Comparison of Dynamical Simulations and Statistical Predictions for Models of Open-Ocean Deep Convection

Open-ocean deep convection plays an important role in maintaining the thermohaline circulation, which governs the poleward transport of heat in the ocean. It is mainly observed in the Labrador Sea, the Greenland Sea, and the Weddell Sea in the Atlantic Ocean, as well as in the Gulf of Lyons in the Mediterranean Sea. In these weakly stratified ocean basins, large scale vigorous cooling at the surface produces a density inversion and the possibility of overturning. Because of constraints due to the Earth's rotation and the finite ocean depth, the fluid cannot overturn on the scale of cooling, but rather responds through the development of many small-scale convection cells. Such small-scale dynamic processes cannot be resolved in global climate models, and must therefore be parametrized adequately. Recently, DiBattista and Majda (JPO 1999) derived an equilibrium statistical theory for a simplified quasi-geostrophic two-layer model by Legg and Marshall(JPO 1993), where each convective tower is idealized as a heton, that is a purely baroclinic alignment of two point vortices of identical strength but opposite sign. This theory predicts the spread of heat and potential vorticity following cold-air outbreaks based just on a few large-scale parameters. DiBattista, Majda, and Marshall (JPO 2000) extended this theory to include the effect of preexisting wind-driven gyres or sea-bottom topography. Consistent with observation, their statistical theory predicts the concentration of cold temperature anomalies about peaks of upwelling isopycnals.
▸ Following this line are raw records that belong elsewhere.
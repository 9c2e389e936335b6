//! Frontera HTTP de los resolutores.
//!
//! `HttpTransport::get` devuelve `Ok` para cualquier respuesta HTTP recibida
//! (incluidos 4xx/5xx); la interpretación del status es responsabilidad del
//! resolutor. `Err` queda reservado para fallos de transporte.

use std::io::Read;
use std::sync::{Arc, Mutex};

use log::debug;

use crate::config::ProviderConfig;
use crate::error::ProviderError;

#[derive(Debug, Clone, PartialEq, Eq)]
pub struct HttpResponse {
    pub status: u16,
    pub body: String,
}

impl HttpResponse {
    pub fn ok(body: &str) -> Self {
        HttpResponse { status: 200, body: body.to_string() }
    }
    pub fn is_success(&self) -> bool {
        (200..=299).contains(&self.status)
    }
}

pub trait HttpTransport {
    fn get(&self, url: &str) -> Result<HttpResponse, ProviderError>;
}

/// Transporte bloqueante sobre un `ureq::Agent` con timeouts acotados.
#[derive(Clone)]
pub struct UreqTransport {
    agent: ureq::Agent,
    max_body_bytes: u64,
}

impl UreqTransport {
    pub fn new(config: &ProviderConfig) -> Self {
        let agent = ureq::AgentBuilder::new().timeout_connect(config.timeout)
                                             .timeout_read(config.timeout)
                                             .timeout_write(config.timeout)
                                             .user_agent(&config.user_agent)
                                             .build();
        UreqTransport { agent,
                        max_body_bytes: config.max_body_bytes }
    }

    /// Lee hasta `max_body_bytes`; bytes no UTF-8 se reemplazan por U+FFFD.
    fn read_body(&self, url: &str, resp: ureq::Response) -> Result<String, ProviderError> {
        let mut bytes = Vec::new();
        resp.into_reader()
            .take(self.max_body_bytes)
            .read_to_end(&mut bytes)
            .map_err(|e| ProviderError::Transport { url: url.to_string(),
                                                    reason: format!("read body: {e}") })?;
        Ok(String::from_utf8_lossy(&bytes).into_owned())
    }
}

impl HttpTransport for UreqTransport {
    fn get(&self, url: &str) -> Result<HttpResponse, ProviderError> {
        debug!("http:get:start url={url}");
        let result = match self.agent.get(url).call() {
            Ok(resp) => {
                let status = resp.status();
                Ok(HttpResponse { status,
                                  body: self.read_body(url, resp)? })
            }
            Err(ureq::Error::Status(status, resp)) => {
                // El cuerpo de un error no es relevante; se descarta si falla la lectura.
                let body = self.read_body(url, resp).unwrap_or_default();
                Ok(HttpResponse { status, body })
            }
            Err(ureq::Error::Transport(transport)) => Err(ProviderError::Transport { url: url.to_string(),
                                                                                     reason: transport.to_string() }),
        };
        if let Ok(r) = &result {
            debug!("http:get:done url={url} status={} bytes={}", r.status, r.body.len());
        }
        result
    }
}

/// Transporte con respuestas fijas por URL que registra cada llamada.
/// Una URL sin respuesta registrada produce un 404.
#[derive(Clone, Default)]
pub struct StaticTransport {
    routes: Arc<Mutex<Vec<(String, Result<HttpResponse, ProviderError>)>>>,
    calls: Arc<Mutex<Vec<String>>>,
}

impl StaticTransport {
    pub fn new() -> Self {
        Self::default()
    }

    pub fn with_response(self, url: &str, response: HttpResponse) -> Self {
        self.push(url, Ok(response));
        self
    }

    pub fn with_failure(self, url: &str, reason: &str) -> Self {
        self.push(url,
                  Err(ProviderError::Transport { url: url.to_string(),
                                                 reason: reason.to_string() }));
        self
    }

    fn push(&self, url: &str, r: Result<HttpResponse, ProviderError>) {
        if let Ok(mut routes) = self.routes.lock() {
            routes.push((url.to_string(), r));
        }
    }

    /// URLs solicitadas, en orden.
    pub fn calls(&self) -> Vec<String> {
        self.calls.lock().map(|c| c.clone()).unwrap_or_default()
    }
}

impl HttpTransport for StaticTransport {
    fn get(&self, url: &str) -> Result<HttpResponse, ProviderError> {
        if let Ok(mut calls) = self.calls.lock() {
            calls.push(url.to_string());
        }
        let routes = self.routes.lock().map_err(|_| ProviderError::Transport { url: url.to_string(),
                                                                               reason: "poisoned".into() })?;
        routes.iter()
              .find(|(u, _)| u == url)
              .map(|(_, r)| r.clone())
              .unwrap_or_else(|| Ok(HttpResponse { status: 404,
                                                   body: String::new() }))
    }
}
Here we quantitatively evaluate the success of the statistical theory in predicting the congregation of heat and potential vorticity. To do so, we add well-resolved finite-area hetons to ambient flow preconditioned by wind-driven gyres or bottom topography, and observe the temporally evolving regions of strain and coalescence of the convectively forced potential vorticity. Our numerical simulations of two-layer geostrophic dynamics demonstrate again the remarkable predictive capabilities of equilibrium statistical theories, which was shown previously by Grote and Majda in the simpler context of purely barotropic flow (Phys. Fluids 1997 and Nonlinearity 2000). This approach may open up the possibilities for parametrization of open-ocean convection events via large-scale statistical theories, without resolving the highly complex detailed dynamics involved.